Open AccessIdentification of three novel FGF16 mutations in X‐linked recessive fusion of the fourth and fifth metacarpals and possible correlation with heart disease
Author(s) -
Laurell Tobias,
Nilsson Daniel,
Hofmeister Wolfgang,
Lindstrand Anna,
Ahituv Nadav,
Vandermeer Julia,
Amilon Anders,
Annerén Göran,
Arner Marianne,
Pettersson Maria,
Jäntti Nina,
Rosberg HansEric,
Cattini Peter A.,
Nordenskjöld Agneta,
Mäkitie Outi,
Grigelioniene Giedre,
Nordgren Ann
Publication year - 2014
Publication title -
molecular genetics and genomic medicine
Language(s) - English
Resource type - Journals
SCImago Journal Rank - 0.765
H-Index - 29
ISSN - 2324-9269
DOI - 10.1002/mgg3.81
Subject(s) - genetics , penetrance , phenotype , biology , exome sequencing , nonsense mutation , exon , mutation , disease , x linked recessive inheritance , zebrafish , clinical phenotype , medicine , missense mutation , gene , x chromosome
Nonsense mutations in FGF 16 have recently been linked to X‐linked recessive hand malformations with fusion between the fourth and the fifth metacarpals and hypoplasia of the fifth digit ( MF 4; MIM#309630).
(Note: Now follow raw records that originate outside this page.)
//! MCTS configuration parameters.

use std::time::Duration;

/// Default UCB1 exploration constant, sqrt(2).
pub const DEFAULT_EXPLORATION: f64 = std::f64::consts::SQRT_2;

/// Configuration for Monte Carlo Tree Search.
#[derive(Debug, Clone, PartialEq)]
pub struct MctsConfig {
    /// Number of completed playouts per search.
    /// Ignored when `time_budget` is set.
    pub num_iterations: u32,

    /// Exploration constant `C` in the UCB1 formula.
    /// Higher values encourage exploration, lower values favor exploitation.
    pub exploration: f64,

    /// Wall-clock budget for one search. When set, playouts continue until
    /// the budget is spent; the check happens between playouts, so a playout
    /// in progress always completes.
    pub time_budget: Option<Duration>,

    /// Keep a record of every terminal state reached.
    pub collect_leaf_nodes: bool,

    /// Consecutive impossible determinizations tolerated before the search
    /// gives up with `SearchError::DeterminizationExhausted`.
    pub max_discarded_iterations: u32,
}

impl Default for MctsConfig {
    fn default() -> Self {
        Self {
            num_iterations: 1000,
            exploration: DEFAULT_EXPLORATION,
            time_budget: None,
            collect_leaf_nodes: false,
            max_discarded_iterations: 10_000,
        }
    }
}

impl MctsConfig {
    /// Create a fast config for testing.
    pub fn for_testing() -> Self {
        Self {
            num_iterations: 100,
            ..Self::default()
        }
    }

    /// Builder pattern: set number of iterations.
    pub fn with_iterations(mut self, n: u32) -> Self {
        self.num_iterations = n;
        self
    }

    /// Builder pattern: set the exploration constant.
    pub fn with_exploration(mut self, c: f64) -> Self {
        self.exploration = c;
        self
    }

    /// Builder pattern: run until `budget` has elapsed instead of a fixed count.
    pub fn with_time_budget(mut self, budget: Duration) -> Self {
        self.time_budget = Some(budget);
        self
    }

    /// Builder pattern: collect terminal states reached by each playout.
    pub fn with_leaf_nodes(mut self, collect: bool) -> Self {
        self.collect_leaf_nodes = collect;
        self
    }

    /// Builder pattern: set the consecutive discard limit.
    pub fn with_max_discarded(mut self, n: u32) -> Self {
        self.max_discarded_iterations = n;
        self
    }
}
The purpose of this study was to perform careful clinical phenotyping and to define molecular mechanisms behind X‐linked recessive MF 4 in three unrelated families. We performed whole‐exome sequencing, and identified three novel mutations in FGF 16 . The functional impact of FGF 16 loss was further studied using morpholino‐based suppression of fgf16 in zebrafish. In addition, clinical investigations revealed reduced penetrance and variable expressivity of the MF 4 phenotype. Cardiac disorders, including myocardial infarction and atrial fibrillation followed the X‐linked FGF 16 mutated trait in one large family. Our findings establish that a mutation in exon 1, 2 or 3 of FGF 16 results in X‐linked recessive MF 4 and expand the phenotypic spectrum of FGF 16 mutations to include a possible correlation with heart disease.